### ACTIVITY:
What you return must be an exact copy of the lines in the listing below between the line holding "base.join(path)" and the line holding "pub fn list_dailies(&self, device: &str)", inclusive, and nothing more.

### EXERCISE INPUTS:

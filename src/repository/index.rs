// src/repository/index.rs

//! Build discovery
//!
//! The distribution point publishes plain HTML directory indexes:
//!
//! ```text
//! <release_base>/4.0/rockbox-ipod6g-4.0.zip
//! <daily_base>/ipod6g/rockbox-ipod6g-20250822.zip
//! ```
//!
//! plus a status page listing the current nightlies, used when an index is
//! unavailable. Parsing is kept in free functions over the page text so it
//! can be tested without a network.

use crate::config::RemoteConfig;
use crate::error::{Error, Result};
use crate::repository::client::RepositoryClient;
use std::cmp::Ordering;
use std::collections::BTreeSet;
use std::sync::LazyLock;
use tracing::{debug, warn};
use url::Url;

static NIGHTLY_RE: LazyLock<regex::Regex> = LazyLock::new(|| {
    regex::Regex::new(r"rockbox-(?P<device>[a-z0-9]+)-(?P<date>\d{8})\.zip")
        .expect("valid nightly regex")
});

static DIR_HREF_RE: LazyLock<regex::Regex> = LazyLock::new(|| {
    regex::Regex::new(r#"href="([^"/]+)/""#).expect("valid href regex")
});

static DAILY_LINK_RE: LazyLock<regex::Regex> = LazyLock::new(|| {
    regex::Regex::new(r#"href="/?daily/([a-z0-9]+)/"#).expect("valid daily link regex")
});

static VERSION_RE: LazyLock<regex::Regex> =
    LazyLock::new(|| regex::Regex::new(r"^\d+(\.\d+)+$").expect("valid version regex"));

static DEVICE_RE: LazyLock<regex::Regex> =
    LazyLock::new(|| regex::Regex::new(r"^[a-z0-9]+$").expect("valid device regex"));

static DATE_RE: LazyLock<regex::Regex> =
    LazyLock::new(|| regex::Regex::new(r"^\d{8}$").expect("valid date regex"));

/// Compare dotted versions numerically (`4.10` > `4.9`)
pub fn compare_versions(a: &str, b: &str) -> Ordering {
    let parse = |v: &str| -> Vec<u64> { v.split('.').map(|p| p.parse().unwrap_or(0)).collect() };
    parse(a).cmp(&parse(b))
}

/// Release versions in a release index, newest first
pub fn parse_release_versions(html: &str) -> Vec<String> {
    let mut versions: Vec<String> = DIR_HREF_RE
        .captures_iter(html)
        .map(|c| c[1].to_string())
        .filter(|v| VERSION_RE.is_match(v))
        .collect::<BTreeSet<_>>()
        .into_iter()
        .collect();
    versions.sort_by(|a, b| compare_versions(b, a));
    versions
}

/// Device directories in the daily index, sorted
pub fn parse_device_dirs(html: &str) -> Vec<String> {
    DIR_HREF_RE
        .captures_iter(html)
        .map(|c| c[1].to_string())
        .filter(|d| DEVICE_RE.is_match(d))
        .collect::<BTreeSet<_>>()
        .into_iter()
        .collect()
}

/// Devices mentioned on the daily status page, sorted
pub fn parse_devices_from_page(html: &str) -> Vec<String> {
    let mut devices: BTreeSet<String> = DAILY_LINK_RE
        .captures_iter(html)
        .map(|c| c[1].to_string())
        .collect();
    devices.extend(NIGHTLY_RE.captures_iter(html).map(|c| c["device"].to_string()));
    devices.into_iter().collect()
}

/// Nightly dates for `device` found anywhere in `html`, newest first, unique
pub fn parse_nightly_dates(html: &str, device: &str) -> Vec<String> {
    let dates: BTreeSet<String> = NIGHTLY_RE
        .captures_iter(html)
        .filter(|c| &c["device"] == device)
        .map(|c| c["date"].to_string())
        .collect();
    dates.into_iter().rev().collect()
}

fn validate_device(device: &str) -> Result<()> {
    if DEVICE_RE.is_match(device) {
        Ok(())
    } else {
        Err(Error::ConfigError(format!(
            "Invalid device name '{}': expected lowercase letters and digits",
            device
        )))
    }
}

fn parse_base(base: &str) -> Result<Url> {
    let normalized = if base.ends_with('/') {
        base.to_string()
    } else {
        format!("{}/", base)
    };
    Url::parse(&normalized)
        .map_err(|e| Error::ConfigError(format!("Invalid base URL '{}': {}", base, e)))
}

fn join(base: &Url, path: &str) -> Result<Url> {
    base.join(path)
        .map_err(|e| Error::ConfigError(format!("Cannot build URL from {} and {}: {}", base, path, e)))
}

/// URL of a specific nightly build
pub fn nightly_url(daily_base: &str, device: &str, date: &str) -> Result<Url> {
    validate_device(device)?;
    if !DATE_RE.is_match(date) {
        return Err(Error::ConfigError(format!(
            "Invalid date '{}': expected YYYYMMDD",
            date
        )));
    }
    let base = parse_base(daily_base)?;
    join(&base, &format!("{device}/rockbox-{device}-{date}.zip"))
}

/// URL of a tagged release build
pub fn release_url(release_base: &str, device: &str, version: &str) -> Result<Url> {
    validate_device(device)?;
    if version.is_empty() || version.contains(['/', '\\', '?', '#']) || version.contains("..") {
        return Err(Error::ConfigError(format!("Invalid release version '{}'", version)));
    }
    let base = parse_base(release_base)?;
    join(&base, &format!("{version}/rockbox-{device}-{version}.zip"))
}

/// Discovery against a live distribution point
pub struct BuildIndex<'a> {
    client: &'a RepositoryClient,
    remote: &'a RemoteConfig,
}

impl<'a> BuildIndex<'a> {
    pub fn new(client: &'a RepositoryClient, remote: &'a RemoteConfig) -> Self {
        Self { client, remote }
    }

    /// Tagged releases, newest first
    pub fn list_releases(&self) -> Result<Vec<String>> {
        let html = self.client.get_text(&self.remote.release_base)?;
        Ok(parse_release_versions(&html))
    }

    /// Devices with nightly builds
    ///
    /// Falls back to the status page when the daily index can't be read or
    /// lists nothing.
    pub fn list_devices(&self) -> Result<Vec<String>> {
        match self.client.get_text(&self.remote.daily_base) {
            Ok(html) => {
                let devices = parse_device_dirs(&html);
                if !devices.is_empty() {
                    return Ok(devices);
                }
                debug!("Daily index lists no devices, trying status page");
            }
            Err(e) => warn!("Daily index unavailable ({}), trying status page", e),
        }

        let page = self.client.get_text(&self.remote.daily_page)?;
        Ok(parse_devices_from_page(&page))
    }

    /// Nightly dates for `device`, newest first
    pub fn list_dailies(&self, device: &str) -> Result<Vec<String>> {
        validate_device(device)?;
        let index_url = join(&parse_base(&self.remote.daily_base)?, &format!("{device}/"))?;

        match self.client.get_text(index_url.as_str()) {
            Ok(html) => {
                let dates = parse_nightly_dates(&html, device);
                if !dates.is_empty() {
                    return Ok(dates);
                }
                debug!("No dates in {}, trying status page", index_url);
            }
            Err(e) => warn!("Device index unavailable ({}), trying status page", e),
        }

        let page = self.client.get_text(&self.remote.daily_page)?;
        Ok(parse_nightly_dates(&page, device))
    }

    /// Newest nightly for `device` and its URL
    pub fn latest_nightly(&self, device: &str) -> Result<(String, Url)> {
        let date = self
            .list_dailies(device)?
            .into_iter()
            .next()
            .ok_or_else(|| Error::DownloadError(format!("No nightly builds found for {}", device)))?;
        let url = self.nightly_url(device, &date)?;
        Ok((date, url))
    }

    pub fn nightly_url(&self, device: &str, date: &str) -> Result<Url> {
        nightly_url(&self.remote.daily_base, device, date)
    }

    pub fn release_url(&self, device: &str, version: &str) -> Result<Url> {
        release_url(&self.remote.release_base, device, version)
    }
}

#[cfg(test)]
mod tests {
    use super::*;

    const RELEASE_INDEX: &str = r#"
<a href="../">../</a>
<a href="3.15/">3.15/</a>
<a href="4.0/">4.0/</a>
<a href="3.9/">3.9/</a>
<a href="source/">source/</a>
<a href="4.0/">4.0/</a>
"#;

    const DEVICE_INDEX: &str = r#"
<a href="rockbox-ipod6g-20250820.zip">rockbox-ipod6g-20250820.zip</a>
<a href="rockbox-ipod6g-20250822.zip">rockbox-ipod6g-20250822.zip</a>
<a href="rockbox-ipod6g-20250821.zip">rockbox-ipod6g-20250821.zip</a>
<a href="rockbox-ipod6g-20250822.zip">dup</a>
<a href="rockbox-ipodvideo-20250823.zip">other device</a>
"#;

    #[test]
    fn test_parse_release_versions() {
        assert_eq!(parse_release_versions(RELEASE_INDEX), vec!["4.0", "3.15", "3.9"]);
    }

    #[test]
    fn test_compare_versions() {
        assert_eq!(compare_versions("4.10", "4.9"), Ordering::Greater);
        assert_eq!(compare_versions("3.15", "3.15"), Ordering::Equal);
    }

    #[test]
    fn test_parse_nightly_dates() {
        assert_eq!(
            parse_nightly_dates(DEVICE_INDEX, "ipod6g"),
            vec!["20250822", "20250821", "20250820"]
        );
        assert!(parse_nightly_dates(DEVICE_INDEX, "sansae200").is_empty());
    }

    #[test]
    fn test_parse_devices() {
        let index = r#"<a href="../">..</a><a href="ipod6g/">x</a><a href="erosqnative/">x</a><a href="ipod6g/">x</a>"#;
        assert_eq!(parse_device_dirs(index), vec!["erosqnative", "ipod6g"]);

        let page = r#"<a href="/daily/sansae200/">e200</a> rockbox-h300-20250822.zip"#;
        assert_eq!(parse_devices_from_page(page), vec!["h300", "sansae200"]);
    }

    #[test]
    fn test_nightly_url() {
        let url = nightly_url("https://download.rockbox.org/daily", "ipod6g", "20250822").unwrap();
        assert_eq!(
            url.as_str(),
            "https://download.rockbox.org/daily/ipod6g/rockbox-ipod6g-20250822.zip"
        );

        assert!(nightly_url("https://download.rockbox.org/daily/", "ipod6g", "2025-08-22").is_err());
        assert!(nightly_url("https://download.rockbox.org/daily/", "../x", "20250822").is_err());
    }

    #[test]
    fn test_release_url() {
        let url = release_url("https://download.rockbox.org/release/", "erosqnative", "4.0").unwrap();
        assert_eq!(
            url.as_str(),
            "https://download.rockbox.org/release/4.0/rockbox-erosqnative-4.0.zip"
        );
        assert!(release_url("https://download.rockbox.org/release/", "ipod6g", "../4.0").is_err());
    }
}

### THE ANSWER:
    base.join(path)
        .map_err(|e| Error::ConfigError(format!("Cannot build URL from {} and {}: {}", base, path, e)))
}

/// URL of a specific nightly build
pub fn nightly_url(daily_base: &str, device: &str, date: &str) -> Result<Url> {
    validate_device(device)?;
    if !DATE_RE.is_match(date) {
        return Err(Error::ConfigError(format!(
            "Invalid date '{}': expected YYYYMMDD",
            date
        )));
    }
    let base = parse_base(daily_base)?;
    join(&base, &format!("{device}/rockbox-{device}-{date}.zip"))
}

/// URL of a tagged release build
pub fn release_url(release_base: &str, device: &str, version: &str) -> Result<Url> {
    validate_device(device)?;
    if version.is_empty() || version.contains(['/', '\\', '?', '#']) || version.contains("..") {
        return Err(Error::ConfigError(format!("Invalid release version '{}'", version)));
    }
    let base = parse_base(release_base)?;
    join(&base, &format!("{version}/rockbox-{device}-{version}.zip"))
}

/// Discovery against a live distribution point
pub struct BuildIndex<'a> {
    client: &'a RepositoryClient,
    remote: &'a RemoteConfig,
}

impl<'a> BuildIndex<'a> {
    pub fn new(client: &'a RepositoryClient, remote: &'a RemoteConfig) -> Self {
        Self { client, remote }
    }

    /// Tagged releases, newest first
    pub fn list_releases(&self) -> Result<Vec<String>> {
        let html = self.client.get_text(&self.remote.release_base)?;
        Ok(parse_release_versions(&html))
    }

    /// Devices with nightly builds
    ///
    /// Falls back to the status page when the daily index can't be read or
    /// lists nothing.
    pub fn list_devices(&self) -> Result<Vec<String>> {
        match self.client.get_text(&self.remote.daily_base) {
            Ok(html) => {
                let devices = parse_device_dirs(&html);
                if !devices.is_empty() {
                    return Ok(devices);
                }
                debug!("Daily index lists no devices, trying status page");
            }
            Err(e) => warn!("Daily index unavailable ({}), trying status page", e),
        }

        let page = self.client.get_text(&self.remote.daily_page)?;
        Ok(parse_devices_from_page(&page))
    }

    /// Nightly dates for `device`, newest first
    pub fn list_dailies(&self, device: &str) -> Result<Vec<String>> {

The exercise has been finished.